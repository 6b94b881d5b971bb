//! Heuristic — variable detection from word classes and digit density.

use crate::conf::HeuristicConfig;
use crate::crf::{LabelWord, WordClass};
use crate::error::Result;
use crate::template::{Template, Token};
use super::traits::TemplateGenerator;

pub struct HeuristicGen {
    label_word: LabelWord,
    digit_ratio: f64,
}

impl HeuristicGen {
    pub fn new(label_word: LabelWord, conf: &HeuristicConfig) -> Self {
        Self {
            label_word,
            digit_ratio: conf.digit_ratio,
        }
    }

    fn is_variable(&self, word: &str) -> bool {
        if self.label_word.label(word) != WordClass::Other {
            return true;
        }
        let total = word.chars().count();
        if total == 0 {
            return false;
        }
        let digits = word.chars().filter(|c| c.is_ascii_digit()).count();
        digits as f64 / total as f64 >= self.digit_ratio
    }
}

impl TemplateGenerator for HeuristicGen {
    fn name(&self) -> &'static str {
        "heuristic"
    }

    fn generate(&mut self, words: &[String], _seps: &[String]) -> Result<Option<Template>> {
        let tokens = words
            .iter()
            .map(|w| {
                if self.is_variable(w) {
                    Token::Var
                } else {
                    Token::Word(w.clone())
                }
            })
            .collect();
        Ok(Some(Template::new(tokens)))
    }
}

#[cfg(test)]
mod tests {
    use super::*;
    use crate::ltgen::traits::Outcome;
    use crate::template::TemplateTable;

    fn words(s: &str) -> Vec<String> {
        s.split(' ').map(String::from).collect()
    }

    #[test]
    fn test_classes_and_digits_become_variables() {
        let mut gen = HeuristicGen::new(LabelWord::new(["web01"]), &HeuristicConfig::default());
        let tpl = gen
            .generate(&words("connect from 10.0.0.5 to web01 port p8080 as root"), &[])
            .unwrap()
            .unwrap();
        assert_eq!(
            tpl,
            Template::from_words(&["connect", "from", "*", "to", "*", "port", "*", "as", "root"], "*")
        );
    }

    #[test]
    fn test_lines_share_template() {
        let mut gen = HeuristicGen::new(LabelWord::default(), &HeuristicConfig::default());
        let mut table = TemplateTable::new();
        let a = gen.process_line(&mut table, &words("job 17 done"), &[]).unwrap();
        let b = gen.process_line(&mut table, &words("job 18 done"), &[]).unwrap();
        assert_eq!(a, Outcome::Added(0));
        assert_eq!(b, Outcome::Unchanged(0));
    }
}
//! CRF — template generation by sequence labeling.
//!
//! Each word is tagged `D` (description, kept verbatim) or `V` (variable,
//! replaced by the placeholder). Training and tagging share one instance but
//! never overlap: training closes any open tagger first.

use std::path::{Path, PathBuf};

use tracing::info;

use crate::conf::CrfConfig;
use crate::crf::items::{self, labels_to_template, line_to_items, Label, LineItem};
use crate::crf::{FeatureExtractor, LabelWord, PerceptronBackend, SequenceBackend};
use crate::error::{MinerError, Result};
use crate::template::Template;
use super::traits::{TemplateGenerator, Trainable};

pub struct CrfGen {
    model: PathBuf,
    extractor: FeatureExtractor,
    backend: Box<dyn SequenceBackend>,
}

impl CrfGen {
    pub fn new(model: impl Into<PathBuf>, extractor: FeatureExtractor, backend: Box<dyn SequenceBackend>) -> Self {
        Self {
            model: model.into(),
            extractor,
            backend,
        }
    }

    /// Strategy with the built-in perceptron backend; model path from config.
    pub fn from_config(conf: &CrfConfig) -> Result<Self> {
        Self::with_model(conf, &conf.model_filename)
    }

    /// Same as `from_config` with an explicit model path.
    pub fn with_model(conf: &CrfConfig, model: impl Into<PathBuf>) -> Result<Self> {
        let label_word = conf
            .middle_label
            .then(|| LabelWord::new(conf.known_hosts.iter().cloned()));
        let extractor = FeatureExtractor::new(&conf.feature_template, label_word)?;
        let backend = Box::new(PerceptronBackend::new(conf.epochs, conf.verbose));
        Ok(Self::new(model, extractor, backend))
    }

    /// Strategy ready for tagging; fails before any line if no model exists.
    pub fn for_tagging(conf: &CrfConfig) -> Result<Self> {
        let mut gen = Self::from_config(conf)?;
        gen.init_tagger()?;
        Ok(gen)
    }

    pub fn model_path(&self) -> &Path {
        &self.model
    }

    pub fn train_from_file(&mut self, path: impl AsRef<Path>) -> Result<PathBuf> {
        let lines = items::iter_items_from_file(path)?.collect::<Result<Vec<_>>>()?;
        self.train(lines.iter().map(|l| l.items.as_slice()))
    }

    /// Tag a line, opening the model on first use.
    pub fn label_line(&mut self, line: &[LineItem]) -> Result<Vec<Label>> {
        if !self.backend.is_open() {
            self.init_tagger()?;
        }
        let xseq = self.extractor.feature(line);
        let raw = self.backend.tag(&xseq)?;
        if raw.len() != line.len() {
            return Err(MinerError::Labeling(format!(
                "tagger returned {} labels for {} words",
                raw.len(),
                line.len()
            )));
        }
        FeatureExtractor::parse_labels(&raw)
    }
}

impl Trainable for CrfGen {
    fn train<'a, I>(&mut self, lines: I) -> Result<PathBuf>
    where
        I: IntoIterator<Item = &'a [LineItem]>,
    {
        self.close_tagger();
        let mut xseqs = Vec::new();
        let mut yseqs = Vec::new();
        for line in lines {
            if let Some(item) = line.iter().find(|i| i.label == Label::Dummy) {
                return Err(MinerError::Labeling(format!(
                    "training word {:?} has no label",
                    item.word
                )));
            }
            xseqs.push(self.extractor.feature(line));
            yseqs.push(self.extractor.label(line));
        }
        info!(lines = xseqs.len(), model = %self.model.display(), "training crf model");
        Ok(self.backend.train(&xseqs, &yseqs, &self.model)?)
    }

    fn init_tagger(&mut self) -> Result<()> {
        if !self.model.exists() {
            return Err(MinerError::ModelNotFound(self.model.clone()));
        }
        self.backend.open(&self.model)?;
        Ok(())
    }

    fn close_tagger(&mut self) {
        if self.backend.is_open() {
            self.backend.close();
        }
    }
}

impl TemplateGenerator for CrfGen {
    fn name(&self) -> &'static str {
        "crf"
    }

    fn generate(&mut self, words: &[String], seps: &[String]) -> Result<Option<Template>> {
        let line = line_to_items(words, seps);
        let labels = self.label_line(&line)?;
        labels_to_template(words, &labels).map(Some)
    }
}

#[cfg(test)]
mod tests {
    use super::*;
    use crate::crf::{BackendError, FeatureSeq};
    use crate::ltgen::traits::Outcome;
    use crate::template::TemplateTable;

    fn labeled(pairs: &[(&str, Label)]) -> Vec<LineItem> {
        pairs.iter()
            .map(|(w, l)| LineItem { word: w.to_string(), sep: " ".to_string(), label: *l })
            .collect()
    }

    fn words(s: &str) -> Vec<String> {
        s.split(' ').map(String::from).collect()
    }

    fn temp_model(name: &str) -> PathBuf {
        std::env::temp_dir()
            .join(format!("miner-crfgen-{}", std::process::id()))
            .join(name)
    }

    fn conf() -> CrfConfig {
        CrfConfig {
            feature_template: vec!["word[0]".to_string(), "shape[0]".to_string()],
            middle_label: false,
            epochs: 10,
            ..CrfConfig::default()
        }
    }

    /// Backend that answers every token with a fixed label.
    struct FixedBackend(&'static str);

    impl SequenceBackend for FixedBackend {
        fn train(&mut self, _: &[FeatureSeq], _: &[Vec<String>], path: &Path) -> std::result::Result<PathBuf, BackendError> {
            Ok(path.to_path_buf())
        }
        fn open(&mut self, _: &Path) -> std::result::Result<(), BackendError> {
            Ok(())
        }
        fn close(&mut self) {}
        fn is_open(&self) -> bool {
            true
        }
        fn tag(&self, xseq: &FeatureSeq) -> std::result::Result<Vec<String>, BackendError> {
            Ok(vec![self.0.to_string(); xseq.len()])
        }
    }

    #[test]
    fn test_tag_before_training_is_model_not_found() {
        let mut gen = CrfGen::with_model(&conf(), temp_model("absent.model")).unwrap();
        let err = gen.generate(&words("a b"), &words("  ")).unwrap_err();
        assert!(matches!(err, MinerError::ModelNotFound(_)));
        assert!(matches!(
            CrfGen::for_tagging(&CrfConfig { model_filename: "/nonexistent/m".into(), ..conf() }),
            Err(MinerError::ModelNotFound(_))
        ));
    }

    #[test]
    fn test_dummy_from_tagger_is_labeling_error() {
        let extractor = FeatureExtractor::new(&["word[0]"], None).unwrap();
        let mut gen = CrfGen::new(temp_model("fixed.model"), extractor, Box::new(FixedBackend("N")));
        let mut table = TemplateTable::new();
        let err = gen.process_line(&mut table, &words("a b"), &words("  ")).unwrap_err();
        assert!(matches!(err, MinerError::Labeling(_)));
        assert!(table.is_empty());
    }

    #[test]
    fn test_unknown_label_from_tagger() {
        let extractor = FeatureExtractor::new(&["word[0]"], None).unwrap();
        let mut gen = CrfGen::new(temp_model("fixed.model"), extractor, Box::new(FixedBackend("Q")));
        assert!(matches!(
            gen.generate(&words("a"), &words("")),
            Err(MinerError::Labeling(_))
        ));
    }

    #[test]
    fn test_train_rejects_unlabeled_items() {
        let mut gen = CrfGen::with_model(&conf(), temp_model("unlabeled.model")).unwrap();
        let line = labeled(&[("a", Label::Description), ("b", Label::Dummy)]);
        let err = gen.train([line.as_slice()]).unwrap_err();
        assert!(matches!(err, MinerError::Labeling(_)));
    }

    #[test]
    fn test_train_then_process_line() {
        let path = temp_model("trained.model");
        let mut gen = CrfGen::with_model(&conf(), &path).unwrap();
        let train = vec![
            labeled(&[("session", Label::Description), ("12", Label::Variable), ("opened", Label::Description)]),
            labeled(&[("session", Label::Description), ("4", Label::Variable), ("opened", Label::Description)]),
            labeled(&[("port", Label::Description), ("80", Label::Variable), ("down", Label::Description)]),
        ];
        let written = gen.train(train.iter().map(|l| l.as_slice())).unwrap();
        assert_eq!(written, path);

        let mut table = TemplateTable::new();
        let seps = words("  ");
        let out = gen.process_line(&mut table, &words("session 31 opened"), &seps).unwrap();
        assert_eq!(out, Outcome::Added(0));
        assert_eq!(
            table.get(0).unwrap(),
            &Template::from_words(&["session", "*", "opened"], "*")
        );
        let out = gen.process_line(&mut table, &words("session 99 opened"), &seps).unwrap();
        assert_eq!(out, Outcome::Unchanged(0));
        std::fs::remove_file(&path).ok();
    }
}
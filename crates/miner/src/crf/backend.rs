//! Backend — contract of the sequence-labeling engine behind the CRF strategy.

use std::path::{Path, PathBuf};
use thiserror::Error;

/// Per-token feature strings of one line.
pub type FeatureSeq = Vec<Vec<String>>;

#[derive(Error, Debug)]
pub enum BackendError {
    #[error("No model loaded")]
    ModelNotLoaded,
    #[error("Training set is empty")]
    EmptyTrainingSet,
    #[error("Sequence shape mismatch: {features} feature rows, {labels} labels")]
    ShapeMismatch { features: usize, labels: usize },
    #[error("Corrupt model at {}: {reason}", path.display())]
    Corrupt { path: PathBuf, reason: String },
    #[error("Backend I/O error: {0}")]
    Io(#[from] std::io::Error),
}

/// Opaque trainable sequence tagger.
///
/// `train` persists a model artifact and returns its path; `open` loads an
/// artifact for tagging. Implementations never retry on failure.
pub trait SequenceBackend: Send {
    fn train(
        &mut self,
        xseqs: &[FeatureSeq],
        yseqs: &[Vec<String>],
        model_path: &Path,
    ) -> Result<PathBuf, BackendError>;

    fn open(&mut self, model_path: &Path) -> Result<(), BackendError>;

    fn close(&mut self);

    fn is_open(&self) -> bool;

    /// One label per feature row.
    fn tag(&self, xseq: &FeatureSeq) -> Result<Vec<String>, BackendError>;
}
//! Word classes used as intermediate ("middle") labels.
//!
//! A coarse class such as `DIGIT` or `IPv4ADDR` generalises across values the
//! tagger never saw during training.

use std::collections::HashSet;
use std::net::IpAddr;

use regex::Regex;

#[derive(Debug, Clone, Copy, PartialEq, Eq, Hash)]
pub enum WordClass {
    Ipv4Addr,
    Ipv6Addr,
    Host,
    Digit,
    Date,
    Time,
    Other,
}

impl WordClass {
    pub fn as_str(&self) -> &'static str {
        match self {
            WordClass::Ipv4Addr => "IPv4ADDR",
            WordClass::Ipv6Addr => "IPv6ADDR",
            WordClass::Host => "HOST",
            WordClass::Digit => "DIGIT",
            WordClass::Date => "DATE",
            WordClass::Time => "TIME",
            WordClass::Other => "OTHER",
        }
    }
}

#[derive(Debug, Clone)]
pub struct LabelWord {
    patterns: Vec<(WordClass, Regex)>,
    hosts: HashSet<String>,
}

impl LabelWord {
    pub fn new<I, S>(known_hosts: I) -> Self
    where
        I: IntoIterator<Item = S>,
        S: Into<String>,
    {
        // Literal patterns; compilation cannot fail.
        let compile = |re: &str| Regex::new(re).expect("word class pattern");
        let patterns = vec![
            (WordClass::Digit, compile(r"^\d+$")),
            (WordClass::Date, compile(r"^\d{2}/\d{2}$")),
            (WordClass::Date, compile(r"^\d{4}-\d{2}-\d{2}")),
            (WordClass::Time, compile(r"^\d{2}:\d{2}:\d{2}$")),
        ];
        Self {
            patterns,
            hosts: known_hosts.into_iter().map(Into::into).collect(),
        }
    }

    pub fn label(&self, word: &str) -> WordClass {
        if let Some(class) = Self::ip_class(word) {
            return class;
        }
        if self.hosts.contains(word) {
            return WordClass::Host;
        }
        self.patterns
            .iter()
            .find(|(_, re)| re.is_match(word))
            .map(|(class, _)| *class)
            .unwrap_or(WordClass::Other)
    }

    fn ip_class(word: &str) -> Option<WordClass> {
        match word.parse::<IpAddr>().ok()? {
            IpAddr::V4(_) => Some(WordClass::Ipv4Addr),
            IpAddr::V6(_) => Some(WordClass::Ipv6Addr),
        }
    }
}

impl Default for LabelWord {
    fn default() -> Self {
        Self::new(Vec::<String>::new())
    }
}

/// Collapse a word to its character shape: runs of digits become `0`,
/// letters `a`/`A`, other characters kept verbatim.
pub fn word_shape(word: &str) -> String {
    let mut shape = String::with_capacity(word.len());
    let mut last = None;
    for c in word.chars() {
        let class = if c.is_ascii_digit() {
            '0'
        } else if c.is_uppercase() {
            'A'
        } else if c.is_alphabetic() {
            'a'
        } else {
            c
        };
        if last != Some(class) || !matches!(class, '0' | 'a' | 'A') {
            shape.push(class);
        }
        last = Some(class);
    }
    shape
}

= = = = =

__About this task__
Among the lines above, find those with the string "xseqs" and copy them.

__Written reply__
        let mut xseqs = Vec::new();
            xseqs.push(self.extractor.feature(line));
        info!(lines = xseqs.len(), model = %self.model.display(), "training crf model");
        Ok(self.backend.train(&xseqs, &yseqs, &self.model)?)
        xseqs: &[FeatureSeq],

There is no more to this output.